7        Ce règlement divise le quota communautaire en quotas nationaux alloués aux différents États membres pratiquant traditionnellement la pêche au thon rouge, en plus d’un volume résiduel de captures accessoires attribué à l’ensemble des autres États membres.

8        L’article 4, paragraphes 1 et 2, du règlement n° 1559/2007 prévoit que chaque État membre prend les mesures nécessaires pour que l’effort de pêche de ses navires soit proportionné aux possibilités de pêche au thon rouge dont il dispose dans l’Atlantique Est et la Méditerranée. À cet effet, chaque État membre établit un plan de pêche annuel.

9        L’article 12, paragraphe 4, du règlement n° 1559/2007 dispose que les règles en matière de permis de pêche énoncées à l’article 8 bis, paragraphes 2, 4, 6 à 8, du règlement (CE) n° 1936/2001 du Conseil, du 27 septembre 2001, établissant certaines mesures de contrôle applicables aux activités de pêche de certains stocks de poissons grands migrateurs (JO L 263, p. 1), modifié par le règlement (CE) n° 869/2004 du Conseil, du 26 avril 2004 (JO L 162, p. 8), s’appliquent mutatis mutandis.

10      L’article 8 bis du règlement n° 1936/2001, tel que modifié, prévoit que chaque État membre communique à la Commission des Communautés européennes, par voie informatique, la liste des navires battant son pavillon et immatriculés sur son territoire, de plus de 24 mètres de longueur hors tout, qu’il autorise à pêcher des thonidés et des espèces voisines dans la zone de la CICTA par l’émission d’un permis de pêche spécial. L’État membre doit inclure dans la liste certaines informations relatives au numéro interne du navire, ainsi que le nom et l’adresse de l’armateur et de l’opérateur.

11      L’article 5, paragraphe 2, du règlement n° 1559/2007 interdit la pêche du thon rouge à la senne coulissante dans l’Atlantique Est et la Méditerranée au cours de la période comprise entre le 1er juillet et le 31 décembre.

12      L’article 7, paragraphes 1 et 3, du règlement n° 2371/2002 dispose, en ce qui concerne les mesures d’urgence adoptées par la Commission, ce qui suit :

« 1. S’il existe des preuves qu’il existe une menace grave pour la conservation des ressources aquatiques vivantes ou pour l’écosystème marin résultant des activités de la pêche et nécessitant une intervention immédiate, la Commission peut, sur demande dûment justifiée d’un État membre ou d’office, arrêter les mesures d’urgence pour une période maximale de six mois […]

3. Les mesures d’urgence prennent effet immédiatement.

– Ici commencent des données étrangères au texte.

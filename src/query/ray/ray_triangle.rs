use crate::math::{Real, Vector};
use crate::query::{Ray, RayCast, RayIntersection};
use crate::shape::{FeatureId, Triangle};

impl RayCast for Triangle {
    /// Triangles are two-sided: the returned normal faces the ray origin, and `solid` has no
    /// effect.
    #[inline]
    fn cast_local_ray_and_get_normal(
        &self,
        ray: &Ray,
        max_toi: Real,
        _solid: bool,
    ) -> Option<RayIntersection> {
        local_ray_intersection_with_triangle(self, ray)
            .map(|(inter, _)| inter)
            .filter(|inter| inter.time_of_impact <= max_toi)
    }
}

/// Intersects a ray with a triangle, using the Möller-Trumbore formulation.
///
/// Returns the intersection and the barycentric coordinates of the hit point on `a`, `b`, `c`.
/// The feature is `FeatureId::Face(0)` when the ray hits the counter-clockwise side of the
/// triangle and `FeatureId::Face(1)` otherwise. Rays lying in the plane of the triangle miss.
pub fn local_ray_intersection_with_triangle(
    tri: &Triangle,
    ray: &Ray,
) -> Option<(RayIntersection, [Real; 3])> {
    let ab = tri.b - tri.a;
    let ac = tri.c - tri.a;
    let p = ray.dir.cross(&ac);
    let det = ab.dot(&p);

    if det == 0.0 {
        return None;
    }

    let inv_det = 1.0 / det;
    let ao = ray.origin - tri.a;
    let v = ao.dot(&p) * inv_det;

    if !(0.0..=1.0).contains(&v) {
        return None;
    }

    let q = ao.cross(&ab);
    let w = ray.dir.dot(&q) * inv_det;

    if w < 0.0 || v + w > 1.0 {
        return None;
    }

    let toi = ac.dot(&q) * inv_det;

    if toi < 0.0 {
        return None;
    }

    let normal: Vector<Real> = ab.cross(&ac).normalize();
    // `det` has the sign of `-dir . normal`: positive rays come from the front side.
    let (normal, face) = if det > 0.0 { (normal, 0) } else { (-normal, 1) };

    Some((
        RayIntersection::new(toi, normal, FeatureId::Face(face)),
        [1.0 - v - w, v, w],
    ))
}

#[cfg(test)]
mod test {
    use super::local_ray_intersection_with_triangle;
    use crate::math::{Point, Vector};
    use crate::query::{Ray, RayCast};
    use crate::shape::{FeatureId, Triangle};

    #[test]
    fn triangle_is_two_sided() {
        let tri = Triangle::new(
            Point::new(-1.0, 0.0, -1.0),
            Point::new(0.0, 0.0, 1.0),
            Point::new(1.0, 0.0, -1.0),
        );

        let down = Ray::new(Point::new(0.0, 2.0, 0.0), -Vector::y());
        let hit = tri.cast_local_ray_and_get_normal(&down, 10.0, true).unwrap();
        assert_relative_eq!(hit.time_of_impact, 2.0);
        assert_relative_eq!(hit.normal, Vector::y());
        assert_eq!(hit.feature, FeatureId::Face(0));

        let up = Ray::new(Point::new(0.0, -3.0, 0.0), Vector::y());
        let hit = tri.cast_local_ray_and_get_normal(&up, 10.0, true).unwrap();
        assert_relative_eq!(hit.time_of_impact, 3.0);
        assert_relative_eq!(hit.normal, -Vector::y());
        assert_eq!(hit.feature, FeatureId::Face(1));

        let miss = Ray::new(Point::new(5.0, 2.0, 0.0), -Vector::y());
        assert!(tri.cast_local_ray(&miss, 10.0, true).is_none());
        assert!(tri.cast_local_ray(&down, 1.0, true).is_none());
    }

    #[test]
    fn barycentric_coordinates_of_hit() {
        let tri = Triangle::new(
            Point::new(0.0, 0.0, 0.0),
            Point::new(2.0, 0.0, 0.0),
            Point::new(0.0, 2.0, 0.0),
        );
        let ray = Ray::new(Point::new(0.5, 0.5, 4.0), Vector::new(0.0, 0.0, -2.0));
        let (inter, bcoords) = local_ray_intersection_with_triangle(&tri, &ray).unwrap();

        assert_relative_eq!(inter.time_of_impact, 2.0);
        assert_relative_eq!(bcoords[0], 0.5);
        assert_relative_eq!(bcoords[1], 0.25);
        assert_relative_eq!(bcoords[2], 0.25);
    }
}
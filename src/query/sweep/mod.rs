//! Sphere and capsule sweeps against a single positioned shape.

pub use self::sweep::SweepIntersection;
pub use self::sweep_capsule::sweep_capsule;
pub use self::sweep_sphere::sweep_sphere;

mod sweep;
mod sweep_capsule;
mod sweep_sphere;
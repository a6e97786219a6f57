use crate::math::Real;
use crate::query::{Ray, RayCast, RayIntersection};
use crate::shape::{FeatureId, Shape, TriMesh};

impl RayCast for TriMesh {
    /// Casts a ray on the triangles of this mesh, returning the closest hit.
    ///
    /// Triangles are two-sided so `solid` has no effect. The reported feature is
    /// `FeatureId::Face(i)` where `i` is the index of the triangle hit.
    fn cast_local_ray_and_get_normal(
        &self,
        ray: &Ray,
        max_toi: Real,
        _solid: bool,
    ) -> Option<RayIntersection> {
        let mut best: Option<RayIntersection> = None;

        self.tree().traverse_ray(ray, max_toi, |i| {
            if self.is_degenerate(i) {
                return;
            }

            let max_toi = best.map(|b| b.time_of_impact).unwrap_or(max_toi);

            if let Some(mut hit) = self
                .triangle(i)
                .cast_local_ray_and_get_normal(ray, max_toi, true)
            {
                if best.map(|b| hit.time_of_impact < b.time_of_impact) != Some(false) {
                    hit.feature = FeatureId::Face(i);
                    best = Some(hit);
                }
            }
        });

        best
    }
}

impl RayCast for Shape {
    fn cast_local_ray(&self, ray: &Ray, max_toi: Real, solid: bool) -> Option<Real> {
        match self {
            Shape::Ball(s) => s.cast_local_ray(ray, max_toi, solid),
            Shape::Cuboid(s) => s.cast_local_ray(ray, max_toi, solid),
            Shape::Capsule(s) => s.cast_local_ray(ray, max_toi, solid),
            Shape::ConvexPolyhedron(s) => s.cast_local_ray(ray, max_toi, solid),
            Shape::TriMesh(s) => s.cast_local_ray(ray, max_toi, solid),
        }
    }

    fn cast_local_ray_and_get_normal(
        &self,
        ray: &Ray,
        max_toi: Real,
        solid: bool,
    ) -> Option<RayIntersection> {
        match self {
            Shape::Ball(s) => s.cast_local_ray_and_get_normal(ray, max_toi, solid),
            Shape::Cuboid(s) => s.cast_local_ray_and_get_normal(ray, max_toi, solid),
            Shape::Capsule(s) => s.cast_local_ray_and_get_normal(ray, max_toi, solid),
            Shape::ConvexPolyhedron(s) => s.cast_local_ray_and_get_normal(ray, max_toi, solid),
            Shape::TriMesh(s) => s.cast_local_ray_and_get_normal(ray, max_toi, solid),
        }
    }
}

#[cfg(test)]
mod test {
    use crate::math::{Isometry, Point, Real, Vector};
    use crate::query::{Ray, RayCast};
    use crate::shape::{FeatureId, Shape, TriMesh};

    fn stairs() -> TriMesh {
        // Two horizontal quads, the second one higher and further along +x.
        let vertices = vec![
            Point::new(0.0, 0.0, -1.0),
            Point::new(2.0, 0.0, -1.0),
            Point::new(2.0, 0.0, 1.0),
            Point::new(0.0, 0.0, 1.0),
            Point::new(2.0, 1.0, -1.0),
            Point::new(4.0, 1.0, -1.0),
            Point::new(4.0, 1.0, 1.0),
            Point::new(2.0, 1.0, 1.0),
        ];
        let indices = vec![[0, 2, 1], [0, 3, 2], [4, 6, 5], [4, 7, 6]];
        TriMesh::new(vertices, indices).unwrap()
    }

    #[test]
    fn ray_hits_closest_triangle() {
        let mesh = stairs();
        let ray = Ray::new(Point::new(3.0, 5.0, 0.1), -Vector::y());
        let hit = mesh
            .cast_local_ray_and_get_normal(&ray, Real::MAX, true)
            .unwrap();

        assert_relative_eq!(hit.time_of_impact, 4.0, epsilon = 1.0e-5);
        assert_relative_eq!(hit.normal, Vector::y(), epsilon = 1.0e-5);
        assert!(matches!(hit.feature, FeatureId::Face(2) | FeatureId::Face(3)));

        let short = mesh.cast_local_ray(&ray, 3.0, true);
        assert!(short.is_none());
    }

    #[test]
    fn ray_from_below_gets_flipped_normal() {
        let mesh = stairs();
        let ray = Ray::new(Point::new(1.0, -2.0, 0.0), Vector::y());
        let hit = mesh
            .cast_local_ray_and_get_normal(&ray, Real::MAX, true)
            .unwrap();

        assert_relative_eq!(hit.time_of_impact, 2.0, epsilon = 1.0e-5);
        assert_relative_eq!(hit.normal, -Vector::y(), epsilon = 1.0e-5);
    }

    #[test]
    fn shape_dispatch_applies_position() {
        let shape = Shape::from(crate::shape::Ball::new(1.0));
        let pos = Isometry::translation(0.0, 0.0, 10.0);
        let ray = Ray::new(Point::origin(), Vector::z());
        let toi = shape.cast_ray(&pos, &ray, Real::MAX, true).unwrap();
        assert_relative_eq!(toi, 9.0, epsilon = 1.0e-5);
    }
}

Elles sont notifiées aux États membres concernés et publiées au Journal officiel. »

 Faits à l’origine du litige

13      Les requérants, Veromar di Tudisco Alfio & Salvatore Snc et les seize autres requérants dont les noms figurent en annexe, sont propriétaires de navires faisant partie de la flotte de pêche italienne, autorisés à pratiquer la pêche au thon rouge à la senne coulissante. Des quotas leur ont été alloués pour l’année 2008, lesquels sont variables en fonction des quotas attribués à la République italienne.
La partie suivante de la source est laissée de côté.